» EXERCISE INSTRUCTIONS
Please output exactly the part of the records below that opens with the line containing "User settings persistence" and closes with the line containing "and the transient", both lines included, and nothing else.

» MATERIAL FOR THIS EXERCISE
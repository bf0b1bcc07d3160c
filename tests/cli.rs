//! End-to-end tests for the `budget` binary

use assert_cmd::Command;
use predicates::prelude::*;
use tempfile::TempDir;

fn budget(dir: &TempDir) -> Command {
    let mut cmd = Command::cargo_bin("budget").unwrap();
    cmd.env("BUDGET_TRACKER_DATA_DIR", dir.path())
        .env_remove("RUST_LOG");
    cmd
}

#[test]
fn test_empty_budget_shows_placeholder() {
    let dir = TempDir::new().unwrap();

    budget(&dir)
        .arg("show")
        .assert()
        .success()
        .stdout(predicate::str::contains("Income:    $0.00"))
        .stdout(predicate::str::contains("No expenses yet."));
}

#[test]
fn test_income_and_categories_persist_between_runs() {
    let dir = TempDir::new().unwrap();

    budget(&dir)
        .args(["income", "1000"])
        .assert()
        .success()
        .stdout(predicate::str::contains("[+] Income updated successfully!"));

    budget(&dir)
        .args(["category", "add", "Rent"])
        .assert()
        .success()
        .stdout(predicate::str::contains("[+] Category added!"));

    budget(&dir)
        .args(["category", "amount", "Rent", "600"])
        .assert()
        .success()
        .stdout(predicate::str::contains("Rent: $600.00"));

    budget(&dir)
        .arg("show")
        .assert()
        .success()
        .stdout(predicate::str::contains("Expenses:  $600.00"))
        .stdout(predicate::str::contains("Remaining: $400.00"))
        .stdout(predicate::str::contains("60.0%"))
        .stdout(predicate::str::contains("(warning)"));

    assert!(dir.path().join("data").join("expenseData.json").exists());
    assert!(dir.path().join("budget.log").exists());
}

#[test]
fn test_duplicate_category_warns() {
    let dir = TempDir::new().unwrap();

    budget(&dir)
        .args(["category", "add", "Food"])
        .assert()
        .success()
        .stdout(predicate::str::contains("ID: cat-"));
    budget(&dir)
        .args(["category", "add", "Food"])
        .assert()
        .success()
        .stdout(predicate::str::contains("[!] Category already exists"))
        .stdout(predicate::str::contains("ID:").not());
}

#[test]
fn test_negative_income_rejected() {
    let dir = TempDir::new().unwrap();

    budget(&dir).args(["income", "500"]).assert().success();
    budget(&dir)
        .args(["income", "-5"])
        .assert()
        .success()
        .stdout(predicate::str::contains(
            "[!] Please enter a valid income amount",
        ))
        .stdout(predicate::str::contains("Income:    $500.00"));
}

#[test]
fn test_calc_requires_income() {
    let dir = TempDir::new().unwrap();

    budget(&dir)
        .arg("calc")
        .assert()
        .success()
        .stdout(predicate::str::contains("[!] Please set your income first"));
}

#[test]
fn test_calc_prints_ring() {
    let dir = TempDir::new().unwrap();

    budget(&dir).args(["income", "200"]).assert().success();
    budget(&dir).args(["category", "add", "Food"]).assert().success();
    budget(&dir)
        .args(["category", "amount", "Food", "50"])
        .assert()
        .success();

    budget(&dir)
        .arg("calc")
        .assert()
        .success()
        .stdout(predicate::str::contains("[+] Calculation complete"))
        .stdout(predicate::str::contains("25.0%  $150.00 remaining"));
}

#[test]
fn test_unknown_category_name_warns() {
    let dir = TempDir::new().unwrap();

    budget(&dir)
        .args(["category", "delete", "Nope"])
        .assert()
        .success()
        .stdout(predicate::str::contains("[!] Category not found: Nope"));

    budget(&dir)
        .args(["category", "amount", "Nope", "10"])
        .assert()
        .success()
        .stdout(predicate::str::contains("[!] Category not found: Nope"));
}

#[test]
fn test_delete_category() {
    let dir = TempDir::new().unwrap();

    budget(&dir).args(["category", "add", "Fun"]).assert().success();
    budget(&dir)
        .args(["category", "delete", "Fun"])
        .assert()
        .success()
        .stdout(predicate::str::contains("[x] Expense deleted successfully"));

    budget(&dir)
        .args(["category", "list"])
        .assert()
        .success()
        .stdout(predicate::str::contains("No expenses yet."));
}

#[test]
fn test_reset_removes_stored_state() {
    let dir = TempDir::new().unwrap();

    budget(&dir).args(["income", "1000"]).assert().success();
    let stored = dir.path().join("data").join("expenseData.json");
    assert!(stored.exists());

    budget(&dir)
        .arg("reset")
        .assert()
        .success()
        .stdout(predicate::str::contains("[x] All data reset"));
    assert!(!stored.exists());

    budget(&dir)
        .arg("show")
        .assert()
        .success()
        .stdout(predicate::str::contains("Income:    $0.00"));
}

#[test]
fn test_config_shows_paths() {
    let dir = TempDir::new().unwrap();

    budget(&dir)
        .arg("config")
        .assert()
        .success()
        .stdout(predicate::str::contains("Store key:          expenseData"));
}
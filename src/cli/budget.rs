//! Budget-wide CLI commands
//!
//! Income, recompute, reset and the summary view.

use crate::config::settings::Settings;
use crate::display::{format_category_table, format_ring, format_summary};
use crate::error::BudgetResult;
use crate::services::{BudgetManager, Intent};
use crate::storage::KeyValueStore;

use super::report;

/// Set the income
pub fn handle_income_command<S: KeyValueStore>(
    manager: &mut BudgetManager<S>,
    settings: &Settings,
    amount: String,
) -> BudgetResult<()> {
    report(manager.dispatch(Intent::SetIncome(amount))?);
    print!("{}", format_summary(&manager.view_model(), &settings.currency_symbol));
    Ok(())
}

/// Recompute and print the usage ring
pub fn handle_calc_command<S: KeyValueStore>(
    manager: &mut BudgetManager<S>,
    settings: &Settings,
) -> BudgetResult<()> {
    let notification = manager.dispatch(Intent::Recompute)?;
    let computed = manager.state().income > 0.0;
    report(notification);

    if computed {
        let vm = manager.view_model();
        println!();
        print!("{}", format_ring(&vm, &settings.currency_symbol));
        println!();
        print!("{}", format_summary(&vm, &settings.currency_symbol));
    }
    Ok(())
}

/// Wipe the stored budget
pub fn handle_reset_command<S: KeyValueStore>(manager: &mut BudgetManager<S>) -> BudgetResult<()> {
    report(manager.dispatch(Intent::Reset)?);
    Ok(())
}

/// Print the summary and category bars
pub fn handle_show_command<S: KeyValueStore>(
    manager: &BudgetManager<S>,
    settings: &Settings,
) -> BudgetResult<()> {
    let vm = manager.view_model();
    print!("{}", format_summary(&vm, &settings.currency_symbol));
    println!();
    print!("{}", format_category_table(&vm, &settings.currency_symbol));
    Ok(())
}
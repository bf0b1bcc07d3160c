//! Category model
//!
//! A category is a named expense bucket with an assigned amount, tracked
//! against the budget's income.

use serde::{Deserialize, Serialize};
use std::fmt;

use super::ids::CategoryId;

/// A named expense bucket
#[derive(Debug, Clone, PartialEq, Serialize, Deserialize)]
pub struct Category {
    /// Unique identifier
    pub id: CategoryId,

    /// Category name, unique among live categories
    pub name: String,

    /// Amount assigned to this category
    #[serde(default)]
    pub amount: f64,
}

impl Category {
    /// Create a new category with a zero amount
    pub fn new(id: CategoryId, name: impl Into<String>) -> Self {
        Self {
            id,
            name: name.into(),
            amount: 0.0,
        }
    }

    /// Create a category with an amount already assigned
    pub fn with_amount(id: CategoryId, name: impl Into<String>, amount: f64) -> Self {
        Self {
            amount,
            ..Self::new(id, name)
        }
    }

    /// Validate the category
    pub fn validate(&self) -> Result<(), CategoryValidationError> {
        if self.name.trim().is_empty() {
            return Err(CategoryValidationError::EmptyName);
        }

        if !self.amount.is_finite() || self.amount < 0.0 {
            return Err(CategoryValidationError::InvalidAmount(self.amount));
        }

        Ok(())
    }
}

impl fmt::Display for Category {
    fn fmt(&self, f: &mut fmt::Formatter<'_>) -> fmt::Result {
        write!(f, "{}", self.name)
    }
}

/// Validation errors for categories
#[derive(Debug, Clone, PartialEq)]
pub enum CategoryValidationError {
    EmptyName,
    InvalidAmount(f64),
}

impl fmt::Display for CategoryValidationError {
    fn fmt(&self, f: &mut fmt::Formatter<'_>) -> fmt::Result {
        match self {
            Self::EmptyName => write!(f, "Category name cannot be empty"),
            Self::InvalidAmount(amount) => {
                write!(f, "Category amount must be a non-negative number, got {}", amount)
            }
        }
    }
}

impl std::error::Error for CategoryValidationError {}
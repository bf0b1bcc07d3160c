//! TUI views
//!
//! Every view paints a slice of the same [`ViewModel`](crate::services::ViewModel);
//! none of them compute anything.

pub mod categories;
pub mod confirm;
pub mod status_bar;
pub mod summary;

use ratatui::Frame;

use crate::storage::KeyValueStore;

use super::app::{App, InputMode};
use super::layout::AppLayout;
use super::widgets::NotificationWidget;

/// Render the entire application
pub fn render<S: KeyValueStore>(frame: &mut Frame, app: &App<'_, S>) {
    let layout = AppLayout::new(frame.area());
    let vm = app.manager.view_model();
    let symbol = app.settings.currency_symbol.as_str();

    summary::render(frame, &vm, symbol, layout.summary);
    summary::render_ring(frame, &vm, layout.ring);
    categories::render(frame, &vm, symbol, app.selected_index, layout.categories);
    status_bar::render(frame, app, layout.status_bar);

    if app.input_mode == InputMode::ConfirmReset {
        confirm::render(frame, "Delete the income and every category?");
    }

    if let Some(notification) = app.notifications.current() {
        let widget = NotificationWidget::new(notification);
        let area = widget.area(frame.area());
        frame.render_widget(widget, area);
    }
}
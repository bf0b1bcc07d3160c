//! Configuration module for the budget tracker
//!
//! This module provides configuration management including:
//! - XDG-compliant path resolution
//! - User settings persistence

pub mod paths;
pub mod settings;

pub use paths::BudgetPaths;
pub use settings::Settings;
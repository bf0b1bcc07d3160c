//! Core data models for the budget tracker
//!
//! This module contains the data structures of the budgeting domain: the
//! income/category state, category ids, user input parsing and the transient
//! notifications shown by the render surfaces.

pub mod amount;
pub mod category;
pub mod ids;
pub mod notification;
pub mod state;

pub use amount::{format_amount, parse_amount, parse_income, parse_number};
pub use category::{Category, CategoryValidationError};
pub use ids::{CategoryId, IdGenerator};
pub use notification::{Notification, NotificationKind, NotificationQueue};
pub use state::BudgetState;
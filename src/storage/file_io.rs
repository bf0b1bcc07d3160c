//! File I/O utilities with atomic writes
//!
//! Provides safe file operations that won't corrupt data on failure.

use std::fs::{self, File};
use std::io::{BufWriter, ErrorKind, Write};
use std::path::{Path, PathBuf};

use crate::error::BudgetError;

/// Read a text file, returning `None` if it doesn't exist
pub fn read_text<P: AsRef<Path>>(path: P) -> Result<Option<String>, BudgetError> {
    let path = path.as_ref();

    match fs::read_to_string(path) {
        Ok(contents) => Ok(Some(contents)),
        Err(e) if e.kind() == ErrorKind::NotFound => Ok(None),
        Err(e) => Err(BudgetError::Storage(format!(
            "Failed to read {}: {}",
            path.display(),
            e
        ))),
    }
}

/// Write a text file atomically (write to temp, then rename)
///
/// The file is either completely written or not modified at all.
pub fn write_text_atomic<P: AsRef<Path>>(path: P, contents: &str) -> Result<(), BudgetError> {
    let path = path.as_ref();

    if let Some(parent) = path.parent() {
        fs::create_dir_all(parent).map_err(|e| {
            BudgetError::Storage(format!(
                "Failed to create directory {}: {}",
                parent.display(),
                e
            ))
        })?;
    }

    // Temp file must live in the same directory for the rename to be atomic
    let temp_path = temp_path_for(path);

    let file = File::create(&temp_path)
        .map_err(|e| BudgetError::Storage(format!("Failed to create temp file: {}", e)))?;

    let mut writer = BufWriter::new(file);
    writer
        .write_all(contents.as_bytes())
        .map_err(|e| BudgetError::Storage(format!("Failed to write data: {}", e)))?;

    writer
        .flush()
        .map_err(|e| BudgetError::Storage(format!("Failed to flush data: {}", e)))?;

    writer
        .get_ref()
        .sync_all()
        .map_err(|e| BudgetError::Storage(format!("Failed to sync data: {}", e)))?;

    fs::rename(&temp_path, path).map_err(|e| {
        let _ = fs::remove_file(&temp_path);
        BudgetError::Storage(format!("Failed to rename temp file: {}", e))
    })?;

    Ok(())
}

/// Remove a file; a missing file is not an error
pub fn remove_file_if_exists<P: AsRef<Path>>(path: P) -> Result<(), BudgetError> {
    let path = path.as_ref();

    match fs::remove_file(path) {
        Ok(()) => Ok(()),
        Err(e) if e.kind() == ErrorKind::NotFound => Ok(()),
        Err(e) => Err(BudgetError::Storage(format!(
            "Failed to remove {}: {}",
            path.display(),
            e
        ))),
    }
}

fn temp_path_for(path: &Path) -> PathBuf {
    let mut name = path.file_name().unwrap_or_default().to_os_string();
    name.push(".tmp");
    path.with_file_name(name)
}
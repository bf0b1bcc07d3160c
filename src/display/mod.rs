//! Display formatting for terminal output
//!
//! Turns a [`ViewModel`](crate::services::ViewModel) and notifications into
//! plain text for the CLI.

pub mod budget;
pub mod format;

pub use budget::{format_category_table, format_notification, format_ring, format_summary};
pub use format::{format_bar, format_percent, separator, truncate};
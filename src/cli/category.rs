//! Category CLI commands
//!
//! Implements CLI commands for adding, editing and deleting categories.
//! Categories are addressed by id (`cat-<n>` or `<n>`) or by exact name.

use clap::Subcommand;
use tracing::warn;

use crate::config::settings::Settings;
use crate::display::format_category_table;
use crate::error::{BudgetError, BudgetResult};
use crate::models::{format_amount, CategoryId, Notification};
use crate::services::{BudgetManager, Intent};
use crate::storage::KeyValueStore;

use super::report;

/// Category subcommands
#[derive(Subcommand)]
pub enum CategoryCommands {
    /// List all categories with their share of income
    List,

    /// Add a new category
    Add {
        /// Category name
        name: String,
    },

    /// Set the amount assigned to a category
    Amount {
        /// Category name or ID
        category: String,
        /// Amount (anything that isn't a number counts as 0)
        #[arg(allow_hyphen_values = true)]
        amount: String,
    },

    /// Delete a category
    Delete {
        /// Category name or ID
        category: String,
    },
}

/// Handle a category command
pub fn handle_category_command<S: KeyValueStore>(
    manager: &mut BudgetManager<S>,
    settings: &Settings,
    cmd: CategoryCommands,
) -> BudgetResult<()> {
    match cmd {
        CategoryCommands::List => {
            print!(
                "{}",
                format_category_table(&manager.view_model(), &settings.currency_symbol)
            );
        }

        CategoryCommands::Add { name } => {
            let before = manager.state().categories.len();
            let notification = manager.dispatch(Intent::AddCategory(name))?;
            report(notification);
            if manager.state().categories.len() > before {
                if let Some(category) = manager.state().categories.last() {
                    println!("  ID: {}", category.id);
                }
            }
        }

        CategoryCommands::Amount { category, amount } => {
            let Some(id) = resolve_category(manager, &category) else {
                return Ok(());
            };
            report(manager.dispatch(Intent::UpdateAmount { id, raw: amount })?);
            if let Some(category) = manager.state().category(id) {
                println!(
                    "{}: {}",
                    category.name,
                    format_amount(category.amount, &settings.currency_symbol)
                );
            }
        }

        CategoryCommands::Delete { category } => {
            let Some(id) = resolve_category(manager, &category) else {
                return Ok(());
            };
            report(manager.dispatch(Intent::DeleteCategory(id))?);
        }
    }

    Ok(())
}

/// Map a name or id to a category id.
///
/// A well-formed id that no longer exists is passed through so the manager can
/// ignore it. A name that matches nothing is reported as a warning.
fn resolve_category<S: KeyValueStore>(
    manager: &BudgetManager<S>,
    identifier: &str,
) -> Option<CategoryId> {
    if let Some(category) = manager.find_category(identifier) {
        return Some(category.id);
    }
    if let Ok(id) = CategoryId::parse(identifier) {
        return Some(id);
    }

    let err = BudgetError::category_not_found(identifier);
    warn!(error = %err, "category lookup failed");
    report(Some(Notification::warning(err.to_string())));
    None
}
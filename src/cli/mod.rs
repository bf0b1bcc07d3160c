//! CLI command handlers
//!
//! This module contains the implementation of CLI commands, bridging the
//! clap argument parsing with the budget manager.

pub mod budget;
pub mod category;

pub use budget::{handle_calc_command, handle_income_command, handle_reset_command, handle_show_command};
pub use category::{handle_category_command, CategoryCommands};

use crate::display::format_notification;
use crate::models::Notification;

/// Print the notification an intent produced, if any
pub(crate) fn report(notification: Option<Notification>) {
    if let Some(notification) = notification {
        println!("{}", format_notification(&notification));
    }
}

» SOLUTION
//! - User settings persistence

pub mod paths;
pub mod settings;

pub use paths::BudgetPaths;
pub use settings::Settings;
repository bf0b1bcc07d3160c
//! Core data models for the budget tracker
//!
//! This module contains the data structures of the budgeting domain: the
//! income/category state, category ids, user input parsing and the transient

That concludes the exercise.